Stored items
--- START ---

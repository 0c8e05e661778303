//! Schema model types.
//!
//! The model is the dialect-neutral result of walking the parsed statements:
//! tables with resolved target types, normalized column flags and classified
//! constraints. It is built once per input and handed to an emitter.

use core::fmt;

use serde::{Deserialize, Serialize};

/// Output dialect selected for a translation run.
#[derive(Debug, Clone, Copy, PartialEq, Eq, Hash, Serialize, Deserialize)]
#[serde(rename_all = "kebab-case")]
pub enum Target {
    /// PostgreSQL before 9.5: every conditional creation is guarded.
    #[serde(rename = "postgresql-compatible")]
    PostgresCompatible,
    /// PostgreSQL 9.5 and later.
    #[serde(rename = "postgresql")]
    Postgres,
    /// Declared but not implemented.
    Oracle,
}

impl Target {
    /// Returns the selector name of the target.
    #[must_use]
    pub const fn name(&self) -> &'static str {
        match self {
            Self::PostgresCompatible => "postgresql-compatible",
            Self::Postgres => "postgresql",
            Self::Oracle => "oracle",
        }
    }

    /// Returns the PostgreSQL version whose idioms this target emits.
    #[must_use]
    pub const fn pg_version(&self) -> Option<PgVersion> {
        match self {
            Self::PostgresCompatible => Some(PgVersion::V9_4),
            Self::Postgres => Some(PgVersion::V9_5),
            Self::Oracle => None,
        }
    }
}

impl fmt::Display for Target {
    fn fmt(&self, f: &mut fmt::Formatter<'_>) -> fmt::Result {
        f.write_str(self.name())
    }
}

/// PostgreSQL versions with distinct DDL idioms, in release order.
#[derive(Debug, Clone, Copy, PartialEq, Eq, PartialOrd, Ord, Hash)]
pub enum PgVersion {
    /// 9.4: no `CREATE INDEX IF NOT EXISTS`.
    V9_4,
    /// 9.5: `CREATE INDEX IF NOT EXISTS` available.
    V9_5,
}

impl PgVersion {
    /// Returns true if `CREATE INDEX IF NOT EXISTS` is available.
    #[must_use]
    pub fn has_create_index_if_not_exists(self) -> bool {
        self >= Self::V9_5
    }
}

impl fmt::Display for PgVersion {
    fn fmt(&self, f: &mut fmt::Formatter<'_>) -> fmt::Result {
        match self {
            Self::V9_4 => f.write_str("9.4"),
            Self::V9_5 => f.write_str("9.5"),
        }
    }
}

/// The kind of a normalized constraint.
#[derive(Debug, Clone, Copy, PartialEq, Eq, Hash, Serialize, Deserialize)]
#[serde(rename_all = "snake_case")]
pub enum ConstraintKind {
    /// PRIMARY KEY.
    PrimaryKey,
    /// UNIQUE.
    Unique,
    /// Plain INDEX or KEY.
    Index,
    /// FULLTEXT, SPATIAL, FOREIGN KEY and CHECK.
    Other,
}

/// A normalized table constraint.
#[derive(Debug, Clone, PartialEq, Eq, Serialize, Deserialize)]
pub struct Constraint {
    /// Constraint or index name; empty when anonymous.
    pub name: String,
    /// Constraint kind.
    pub kind: ConstraintKind,
    /// Key column names in key order.
    pub keys: Vec<String>,
}

/// A column with its resolved target type and options.
#[derive(Debug, Clone, PartialEq, Eq, Serialize, Deserialize)]
pub struct Column {
    /// Column name.
    pub name: String,
    /// Target type, e.g. `varchar(20)`.
    pub data_type: String,
    /// Default value in target syntax, or a function name.
    pub default: Option<String>,
    /// NOT NULL.
    pub not_null: bool,
    /// Member of the primary key, from the column option or the table key.
    pub primary_key: bool,
    /// AUTO_INCREMENT.
    pub auto_increment: bool,
    /// Column comment.
    pub comment: Option<String>,
}

impl Column {
    /// Creates a nullable column with no options.
    #[must_use]
    pub fn new(name: impl Into<String>, data_type: impl Into<String>) -> Self {
        Self {
            name: name.into(),
            data_type: data_type.into(),
            default: None,
            not_null: false,
            primary_key: false,
            auto_increment: false,
            comment: None,
        }
    }

    /// Returns true if the column needs a sequence-backed default.
    #[must_use]
    pub const fn is_serial(&self) -> bool {
        self.primary_key && self.auto_increment
    }
}

/// A created table.
#[derive(Debug, Clone, PartialEq, Eq, Serialize, Deserialize)]
pub struct Table {
    /// Table name.
    pub name: String,
    /// IF NOT EXISTS.
    pub if_not_exists: bool,
    /// Columns in declaration order.
    pub columns: Vec<Column>,
    /// Constraints in declaration order.
    pub constraints: Vec<Constraint>,
    /// Table comment.
    pub comment: Option<String>,
}

impl Table {
    /// Creates an empty table.
    #[must_use]
    pub fn new(name: impl Into<String>) -> Self {
        Self {
            name: name.into(),
            if_not_exists: false,
            columns: Vec::new(),
            constraints: Vec::new(),
            comment: None,
        }
    }

    /// Returns true if a table-level PRIMARY KEY constraint exists.
    #[must_use]
    pub fn has_primary_key_constraint(&self) -> bool {
        self.constraints
            .iter()
            .any(|c| c.kind == ConstraintKind::PrimaryKey)
    }

    /// Returns the constraints of the given kind.
    pub fn constraints_of(&self, kind: ConstraintKind) -> impl Iterator<Item = &Constraint> {
        self.constraints.iter().filter(move |c| c.kind == kind)
    }

    /// Returns the columns flagged as primary key members, in column order.
    pub fn primary_key_columns(&self) -> impl Iterator<Item = &Column> {
        self.columns.iter().filter(|c| c.primary_key)
    }
}

/// A collected change to one column from ALTER TABLE.
#[derive(Debug, Clone, PartialEq, Eq, Serialize, Deserialize)]
#[serde(tag = "action", rename_all = "snake_case")]
pub enum ColumnChange {
    /// ADD COLUMN.
    Add {
        /// The added column.
        column: Column,
    },
    /// MODIFY COLUMN.
    Modify {
        /// The new definition.
        column: Column,
    },
    /// CHANGE COLUMN.
    Change {
        /// Name before the change.
        old_name: String,
        /// The new definition.
        column: Column,
    },
    /// DROP COLUMN.
    Drop {
        /// The dropped column.
        name: String,
    },
}

/// Column changes collected from one ALTER TABLE statement.
#[derive(Debug, Clone, PartialEq, Eq, Serialize, Deserialize)]
pub struct AlterTable {
    /// Altered table.
    pub table: String,
    /// Changes in source order.
    pub changes: Vec<ColumnChange>,
}

/// The translated schema of one input.
#[derive(Debug, Clone, PartialEq, Eq, Serialize, Deserialize)]
pub struct SchemaModel {
    /// Output dialect.
    pub target: Target,
    /// Created tables in statement order.
    pub create_tables: Vec<Table>,
    /// Collected ALTER TABLE changes in statement order.
    pub alter_tables: Vec<AlterTable>,
}

impl SchemaModel {
    /// Creates an empty model for the given target.
    #[must_use]
    pub const fn new(target: Target) -> Self {
        Self {
            target,
            create_tables: Vec::new(),
            alter_tables: Vec::new(),
        }
    }

    /// Returns every (table, column) pair that needs a sequence.
    pub fn serial_columns(&self) -> impl Iterator<Item = (&Table, &Column)> {
        self.create_tables.iter().flat_map(|table| {
            table
                .columns
                .iter()
                .filter(|c| c.is_serial())
                .map(move |c| (table, c))
        })
    }

    /// Returns every (table, index) pair, in table then declaration order.
    pub fn indexes(&self) -> impl Iterator<Item = (&Table, &Constraint)> {
        self.create_tables.iter().flat_map(|table| {
            table
                .constraints_of(ConstraintKind::Index)
                .map(move |c| (table, c))
        })
    }
}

--- END ---

▸ **WHAT THIS TASK INVOLVES**
Above are the records; from them, give again exactly the lines from the one containing "in release order." to the one containing "a normalized constraint.", both lines included, and nothing more.

▸ **EXPECTED ANSWER**
/// PostgreSQL versions with distinct DDL idioms, in release order.
#[derive(Debug, Clone, Copy, PartialEq, Eq, PartialOrd, Ord, Hash)]
pub enum PgVersion {
    /// 9.4: no `CREATE INDEX IF NOT EXISTS`.
    V9_4,
    /// 9.5: `CREATE INDEX IF NOT EXISTS` available.
    V9_5,
}

impl PgVersion {
    /// Returns true if `CREATE INDEX IF NOT EXISTS` is available.
    #[must_use]
    pub fn has_create_index_if_not_exists(self) -> bool {
        self >= Self::V9_5
    }
}

impl fmt::Display for PgVersion {
    fn fmt(&self, f: &mut fmt::Formatter<'_>) -> fmt::Result {
        match self {
            Self::V9_4 => f.write_str("9.4"),
            Self::V9_5 => f.write_str("9.5"),
        }
    }
}

/// The kind of a normalized constraint.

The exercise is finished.